* _Data to use_
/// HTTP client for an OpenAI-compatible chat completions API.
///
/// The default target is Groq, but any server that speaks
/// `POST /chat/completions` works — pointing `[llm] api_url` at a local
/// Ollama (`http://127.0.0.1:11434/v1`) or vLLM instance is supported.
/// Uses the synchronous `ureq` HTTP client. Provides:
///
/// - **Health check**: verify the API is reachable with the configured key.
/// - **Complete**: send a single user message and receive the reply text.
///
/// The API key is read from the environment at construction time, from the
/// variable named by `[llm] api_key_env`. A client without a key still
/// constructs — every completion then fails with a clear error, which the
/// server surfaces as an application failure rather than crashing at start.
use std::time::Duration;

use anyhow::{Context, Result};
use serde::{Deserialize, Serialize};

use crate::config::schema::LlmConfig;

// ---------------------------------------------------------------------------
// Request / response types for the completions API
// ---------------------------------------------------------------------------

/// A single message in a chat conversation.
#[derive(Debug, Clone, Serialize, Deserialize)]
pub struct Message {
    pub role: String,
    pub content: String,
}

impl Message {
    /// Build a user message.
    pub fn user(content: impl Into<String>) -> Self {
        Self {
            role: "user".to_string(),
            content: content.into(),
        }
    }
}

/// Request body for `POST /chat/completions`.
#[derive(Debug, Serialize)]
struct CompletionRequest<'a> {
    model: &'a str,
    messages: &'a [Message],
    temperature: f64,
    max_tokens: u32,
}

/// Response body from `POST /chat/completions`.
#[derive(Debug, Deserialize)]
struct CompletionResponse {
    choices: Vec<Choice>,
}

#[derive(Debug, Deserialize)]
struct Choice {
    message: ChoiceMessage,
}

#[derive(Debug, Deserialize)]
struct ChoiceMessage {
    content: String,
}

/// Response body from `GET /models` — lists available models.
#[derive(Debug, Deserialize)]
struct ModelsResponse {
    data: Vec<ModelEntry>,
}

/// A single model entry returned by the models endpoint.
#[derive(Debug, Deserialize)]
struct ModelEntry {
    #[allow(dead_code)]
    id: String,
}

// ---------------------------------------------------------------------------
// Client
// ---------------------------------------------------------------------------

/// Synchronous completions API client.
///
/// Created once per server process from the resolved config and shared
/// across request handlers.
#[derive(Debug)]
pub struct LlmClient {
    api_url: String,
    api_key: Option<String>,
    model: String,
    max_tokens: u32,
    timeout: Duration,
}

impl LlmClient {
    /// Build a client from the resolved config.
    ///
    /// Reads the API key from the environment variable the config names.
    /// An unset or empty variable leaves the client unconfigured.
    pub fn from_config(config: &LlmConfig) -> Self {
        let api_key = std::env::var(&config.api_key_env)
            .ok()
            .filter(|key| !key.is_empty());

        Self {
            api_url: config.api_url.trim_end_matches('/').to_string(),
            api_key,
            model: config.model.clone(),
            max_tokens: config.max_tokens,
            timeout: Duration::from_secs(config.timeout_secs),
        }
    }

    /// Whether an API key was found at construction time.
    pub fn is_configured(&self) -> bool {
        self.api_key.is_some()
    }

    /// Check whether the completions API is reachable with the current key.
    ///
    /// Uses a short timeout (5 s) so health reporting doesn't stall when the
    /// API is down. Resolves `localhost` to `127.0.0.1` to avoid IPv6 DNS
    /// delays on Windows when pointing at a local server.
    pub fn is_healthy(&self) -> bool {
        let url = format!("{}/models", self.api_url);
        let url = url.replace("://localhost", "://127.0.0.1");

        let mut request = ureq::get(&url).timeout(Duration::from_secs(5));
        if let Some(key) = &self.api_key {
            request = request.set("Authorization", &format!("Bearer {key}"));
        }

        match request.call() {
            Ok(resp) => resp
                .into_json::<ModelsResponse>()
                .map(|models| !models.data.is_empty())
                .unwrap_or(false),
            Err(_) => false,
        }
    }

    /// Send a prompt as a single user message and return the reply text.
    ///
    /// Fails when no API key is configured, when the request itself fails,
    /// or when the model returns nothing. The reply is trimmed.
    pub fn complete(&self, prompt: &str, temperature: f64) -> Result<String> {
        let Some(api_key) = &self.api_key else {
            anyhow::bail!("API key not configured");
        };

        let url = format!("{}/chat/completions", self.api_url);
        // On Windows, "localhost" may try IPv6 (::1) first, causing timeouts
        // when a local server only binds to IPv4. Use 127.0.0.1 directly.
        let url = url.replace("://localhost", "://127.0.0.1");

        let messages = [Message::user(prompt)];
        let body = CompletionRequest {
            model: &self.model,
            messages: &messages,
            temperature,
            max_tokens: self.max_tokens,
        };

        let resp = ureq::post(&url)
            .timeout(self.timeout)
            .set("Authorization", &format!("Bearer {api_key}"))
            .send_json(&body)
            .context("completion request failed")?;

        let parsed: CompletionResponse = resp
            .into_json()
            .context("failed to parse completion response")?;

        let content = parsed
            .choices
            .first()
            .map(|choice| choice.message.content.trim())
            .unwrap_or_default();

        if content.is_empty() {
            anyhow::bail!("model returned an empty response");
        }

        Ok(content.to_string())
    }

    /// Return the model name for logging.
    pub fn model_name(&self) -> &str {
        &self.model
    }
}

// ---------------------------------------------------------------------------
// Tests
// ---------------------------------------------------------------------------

* _What needs to be done_
Reproduce the listing above precisely.

* _Problem solution_
/// HTTP client for an OpenAI-compatible chat completions API.
///
/// The default target is Groq, but any server that speaks
/// `POST /chat/completions` works — pointing `[llm] api_url` at a local
/// Ollama (`http://127.0.0.1:11434/v1`) or vLLM instance is supported.
/// Uses the synchronous `ureq` HTTP client. Provides:
///
/// - **Health check**: verify the API is reachable with the configured key.
/// - **Complete**: send a single user message and receive the reply text.
///
/// The API key is read from the environment at construction time, from the
/// variable named by `[llm] api_key_env`. A client without a key still
/// constructs — every completion then fails with a clear error, which the
/// server surfaces as an application failure rather than crashing at start.
use std::time::Duration;

use anyhow::{Context, Result};
use serde::{Deserialize, Serialize};

use crate::config::schema::LlmConfig;

// ---------------------------------------------------------------------------
// Request / response types for the completions API
// ---------------------------------------------------------------------------

/// A single message in a chat conversation.
#[derive(Debug, Clone, Serialize, Deserialize)]
pub struct Message {
    pub role: String,
    pub content: String,
}

impl Message {
    /// Build a user message.
    pub fn user(content: impl Into<String>) -> Self {
        Self {
            role: "user".to_string(),
            content: content.into(),
        }
    }
}

/// Request body for `POST /chat/completions`.
#[derive(Debug, Serialize)]
struct CompletionRequest<'a> {
    model: &'a str,
    messages: &'a [Message],
    temperature: f64,
    max_tokens: u32,
}

/// Response body from `POST /chat/completions`.
#[derive(Debug, Deserialize)]
struct CompletionResponse {
    choices: Vec<Choice>,
}

#[derive(Debug, Deserialize)]
struct Choice {
    message: ChoiceMessage,
}

#[derive(Debug, Deserialize)]
struct ChoiceMessage {
    content: String,
}

/// Response body from `GET /models` — lists available models.
#[derive(Debug, Deserialize)]
struct ModelsResponse {
    data: Vec<ModelEntry>,
}

/// A single model entry returned by the models endpoint.
#[derive(Debug, Deserialize)]
struct ModelEntry {
    #[allow(dead_code)]
    id: String,
}

// ---------------------------------------------------------------------------
// Client
// ---------------------------------------------------------------------------

/// Synchronous completions API client.
///
/// Created once per server process from the resolved config and shared
/// across request handlers.
#[derive(Debug)]
pub struct LlmClient {
    api_url: String,
    api_key: Option<String>,
    model: String,
    max_tokens: u32,
    timeout: Duration,
}

impl LlmClient {
    /// Build a client from the resolved config.
    ///
    /// Reads the API key from the environment variable the config names.
    /// An unset or empty variable leaves the client unconfigured.
    pub fn from_config(config: &LlmConfig) -> Self {
        let api_key = std::env::var(&config.api_key_env)
            .ok()
            .filter(|key| !key.is_empty());

        Self {
            api_url: config.api_url.trim_end_matches('/').to_string(),
            api_key,
            model: config.model.clone(),
            max_tokens: config.max_tokens,
            timeout: Duration::from_secs(config.timeout_secs),
        }
    }

    /// Whether an API key was found at construction time.
    pub fn is_configured(&self) -> bool {
        self.api_key.is_some()
    }

    /// Check whether the completions API is reachable with the current key.
    ///
    /// Uses a short timeout (5 s) so health reporting doesn't stall when the
    /// API is down. Resolves `localhost` to `127.0.0.1` to avoid IPv6 DNS
    /// delays on Windows when pointing at a local server.
    pub fn is_healthy(&self) -> bool {
        let url = format!("{}/models", self.api_url);
        let url = url.replace("://localhost", "://127.0.0.1");

        let mut request = ureq::get(&url).timeout(Duration::from_secs(5));
        if let Some(key) = &self.api_key {
            request = request.set("Authorization", &format!("Bearer {key}"));
        }

        match request.call() {
            Ok(resp) => resp
                .into_json::<ModelsResponse>()
                .map(|models| !models.data.is_empty())
                .unwrap_or(false),
            Err(_) => false,
        }
    }

    /// Send a prompt as a single user message and return the reply text.
    ///
    /// Fails when no API key is configured, when the request itself fails,
    /// or when the model returns nothing. The reply is trimmed.
    pub fn complete(&self, prompt: &str, temperature: f64) -> Result<String> {
        let Some(api_key) = &self.api_key else {
            anyhow::bail!("API key not configured");
        };

        let url = format!("{}/chat/completions", self.api_url);
        // On Windows, "localhost" may try IPv6 (::1) first, causing timeouts
        // when a local server only binds to IPv4. Use 127.0.0.1 directly.
        let url = url.replace("://localhost", "://127.0.0.1");

        let messages = [Message::user(prompt)];
        let body = CompletionRequest {
            model: &self.model,
            messages: &messages,
            temperature,
            max_tokens: self.max_tokens,
        };

        let resp = ureq::post(&url)
            .timeout(self.timeout)
            .set("Authorization", &format!("Bearer {api_key}"))
            .send_json(&body)
            .context("completion request failed")?;

        let parsed: CompletionResponse = resp
            .into_json()
            .context("failed to parse completion response")?;

        let content = parsed
            .choices
            .first()
            .map(|choice| choice.message.content.trim())
            .unwrap_or_default();

        if content.is_empty() {
            anyhow::bail!("model returned an empty response");
        }

        Ok(content.to_string())
    }

    /// Return the model name for logging.
    pub fn model_name(&self) -> &str {
        &self.model
    }
}

// ---------------------------------------------------------------------------
// Tests
// ---------------------------------------------------------------------------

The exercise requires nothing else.